We’ve been over the booth babe controversy enough, and so I’m not going to rehash that here. However, I was struck by one paragraph in this LA Times piece, by Tod Goldberg, on Comic-Con:

It was the zombie issue that brought forth the sociologist in me. Countless women covered in knife wounds and in advanced stages of decomposition happily posed with men (and boys … lots and lots of boys). The booth for “The Blood Factory” — Danny DeVito’s home of short splatter films … which is to say, films with lots of sex and lots of knife wounds, often concurrently — featured two smiling and bloodied hotties wielding chainsaws who posed and vamped for children of all ages. The sexualization of violence was not something I was prepared for even knowing well how undead vampires have become romance heroes in print and film. Sex was certainly in play without violence too — apparently selling any kind of video game is easier if there’s a vacant-eyed woman wearing a Wonder Woman costume in the booth — and in a way it’s nothing new for these kinds of gatherings since even Renaissance fairs use women as objects, but usually those women aren’t covered in open wounds. I’m no prude per se, but it was nonetheless odd to see young boys getting their cheeks pecked by buxom undead women. Maybe not as odd as the gentleman dressed like Bob’s Big Boy, burger and all, but odd no less.
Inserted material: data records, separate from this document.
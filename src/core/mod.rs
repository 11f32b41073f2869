//! Core traits and vector helpers shared by both matrix backends.

pub mod traits;
pub mod wrappers;

pub use traits::{MatVec, MatrixView};
pub use wrappers::{norm_inf, residual, residual_norm_inf, sum};
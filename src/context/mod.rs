//! Context module for spjacobi.
//!
//! Contexts bundle backend selection, right-hand side construction and solver
//! configuration into a single object that runs a solve.
//!
//! Modules:
//! - [`solve_context`]: the `SolveContext` factory and the `solve` entry point.

pub mod solve_context;
pub use solve_context::{SolveContext, SolveOutcome, format_vector, solve};
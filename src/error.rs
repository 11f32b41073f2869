use thiserror::Error;

// Unified error type for spjacobi

#[derive(Error, Debug, Clone, PartialEq)]
pub enum JError {
    #[error("dimension mismatch for {what}: expected {expected}, found {found}")]
    DimensionMismatch {
        what: &'static str,
        expected: usize,
        found: usize,
    },
    #[error("zero or missing diagonal entry at row {0}")]
    SingularDiagonal(usize),
    #[error("index ({row}, {col}) out of range for {size}x{size} matrix")]
    IndexOutOfRange { row: usize, col: usize, size: usize },
    #[error("invalid matrix dimension {0} (must be at least 1)")]
    InvalidDimension(usize),
    #[error("unknown backend `{0}` (expected `dense` or `sparse`)")]
    UnknownBackend(String),
    #[error("singular matrix: direct solve produced non-finite values")]
    SingularMatrix,
    #[error("unsupported operation: {0}")]
    Unsupported(&'static str),
}
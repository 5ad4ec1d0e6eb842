use ratatui::layout::{Constraint, Direction, Layout, Position, Rect};
use ratatui::style::{Color, Modifier, Style};
use ratatui::text::{Line, Span};
use ratatui::widgets::{Block, Borders, Paragraph};
use ratatui::Frame;
use unicode_width::UnicodeWidthStr;

use crate::app::{App, InputMode};
use crate::color;
use crate::luminance;
use crate::ui::preview::MenuPreview;

const ACCENT: Color = Color::Rgb(255, 144, 0);
const DIM: Color = Color::Rgb(100, 100, 120);
const BORDER: Color = Color::Rgb(60, 60, 80);

pub fn render_editor(f: &mut Frame, app: &App) {
    let area = f.area();
    let outer = Layout::default()
        .direction(Direction::Vertical)
        .constraints([
            Constraint::Length(3), // header
            Constraint::Min(10),   // form + preview
            Constraint::Length(1), // footer
        ])
        .split(area);

    render_header(f, app, outer[0]);

    let main = Layout::default()
        .direction(Direction::Horizontal)
        .constraints([Constraint::Percentage(45), Constraint::Percentage(55)])
        .split(outer[1]);

    render_form(f, app, main[0]);

    let preview_block = Block::default()
        .title(Span::styled(" Diner View ", Style::default().fg(ACCENT)))
        .borders(Borders::LEFT)
        .border_style(Style::default().fg(BORDER));
    let preview_inner = preview_block.inner(main[1]);
    f.render_widget(preview_block, main[1]);
    let colors = app.menu_colors();
    f.render_widget(
        MenuPreview {
            title: &app.draft.title,
            colors: &colors,
        },
        preview_inner,
    );

    render_footer(f, app, outer[2]);
}

fn render_header(f: &mut Frame, app: &App, area: Rect) {
    let mut spans = vec![
        Span::styled(" Menu: ", Style::default().fg(DIM)),
        Span::styled(
            &app.draft.title,
            Style::default()
                .fg(Color::White)
                .add_modifier(Modifier::BOLD),
        ),
    ];
    if app.unsaved {
        spans.push(Span::styled("  [modified]", Style::default().fg(ACCENT)));
    }
    let header = Paragraph::new(Line::from(spans)).block(Block::default().borders(Borders::BOTTOM));
    f.render_widget(header, area);
}

fn render_form(f: &mut Frame, app: &App, area: Rect) {
    let block = Block::default()
        .title(Span::styled(" Menu ", Style::default().fg(ACCENT)))
        .borders(Borders::RIGHT)
        .border_style(Style::default().fg(BORDER));
    let inner = block.inner(area);
    f.render_widget(block, area);

    let colors = app.menu_colors();
    let mut lines: Vec<Line> = Vec::new();

    lines.push(Line::from(Span::styled(" Title", Style::default().fg(DIM))));
    let title_line = if app.input_mode == InputMode::EditTitle {
        Line::from(vec![
            Span::styled(" > ", Style::default().fg(ACCENT)),
            Span::styled(
                &app.title_input,
                Style::default()
                    .fg(Color::White)
                    .add_modifier(Modifier::BOLD),
            ),
        ])
    } else {
        Line::from(Span::styled(
            format!("   {}", app.draft.title),
            Style::default().fg(Color::White),
        ))
    };
    lines.push(title_line);
    lines.push(Line::from(""));

    let source = if app.draft.color.is_some() {
        "custom"
    } else {
        "defaults"
    };
    lines.push(Line::from(vec![
        Span::styled(" Colors ", Style::default().fg(DIM)),
        Span::styled(format!("({})", source), Style::default().fg(DIM)),
    ]));

    for (label, hex) in [("Primary", &colors.primary), ("Secondary", &colors.secondary)] {
        let swatch = color::to_ratatui(hex, Color::Reset);
        let lum = luminance::luminance(Some(hex.as_str()));
        let shade = luminance::classify(Some(hex.as_str()));
        lines.push(Line::from(vec![
            Span::styled(format!("   {:<10}", label), Style::default().fg(Color::Gray)),
            Span::styled("    ", Style::default().bg(swatch)),
            Span::styled(format!(" {}", hex), Style::default().fg(Color::White)),
        ]));
        lines.push(Line::from(Span::styled(
            format!(
                "   luminance {:.0}, {} background, {} text",
                lum,
                shade.as_str(),
                match shade {
                    luminance::Shade::Light => "black",
                    luminance::Shade::Dark => "white",
                }
            ),
            Style::default().fg(DIM),
        )));
    }

    f.render_widget(Paragraph::new(lines), inner);

    if app.input_mode == InputMode::EditTitle {
        let cursor_x = inner.x + 3 + app.title_input.width() as u16;
        let cursor_x = cursor_x.min(inner.right().saturating_sub(1));
        f.set_cursor_position(Position::new(cursor_x, inner.y + 1));
    }
}

fn render_footer(f: &mut Frame, app: &App, area: Rect) {
    if let Some(msg) = app.status_message.as_ref() {
        let line = Line::from(Span::styled(format!(" {}", msg), Style::default().fg(ACCENT)));
        f.render_widget(Paragraph::new(line), area);
        return;
    }

    let spans = if app.input_mode == InputMode::EditTitle {
        vec![
            Span::styled(" Enter", Style::default().fg(ACCENT)),
            Span::styled(":save title ", Style::default().fg(DIM)),
            Span::styled("Esc", Style::default().fg(ACCENT)),
            Span::styled(":cancel", Style::default().fg(DIM)),
        ]
    } else {
        vec![
            Span::styled(" c", Style::default().fg(ACCENT)),
            Span::styled(":colors ", Style::default().fg(DIM)),
            Span::styled("e", Style::default().fg(ACCENT)),
            Span::styled(":title ", Style::default().fg(DIM)),
            Span::styled("r", Style::default().fg(ACCENT)),
            Span::styled(":reset colors ", Style::default().fg(DIM)),
            Span::styled("s", Style::default().fg(ACCENT)),
            Span::styled(":save ", Style::default().fg(DIM)),
            Span::styled("?", Style::default().fg(ACCENT)),
            Span::styled(":help ", Style::default().fg(DIM)),
            Span::styled("q", Style::default().fg(ACCENT)),
            Span::styled(":quit", Style::default().fg(DIM)),
        ]
    };
    f.render_widget(Paragraph::new(Line::from(spans)), area);
}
I would say that what he’s critiquing here is not the sexualization of violence–anyone who’s seen Kill Bill or, well, any action movie, could tell you that sex and violence go hand in hand–but the way women are almost always cast as the victims of that violence. In other words, it’s not that there’s violence and sexy women mixing; it’s that those women are dressed as victims of violence and yet are cheerily posing for pictures with men and young boys. It’s the normalization of women-as-victim of violence that is kinda creepy.

That said, I like female monsters, even the undead variety, in my monster movies. Zombies and vampires, after all, keep coming despite the horrible things done to them. That’s what makes them scary, and in vampires’ case, sexy. The monsters are powerful because they are dead and yet they live.

Goldberg juxtaposes women wielding chainsaws (presumably, the blood they are covered in would be someone else’s) with women covered in (fake) wounds here without question, where in fact they’re two very different things, and I would go even further and say that it does matter whether the women covered in wounds are zombies or simply victims.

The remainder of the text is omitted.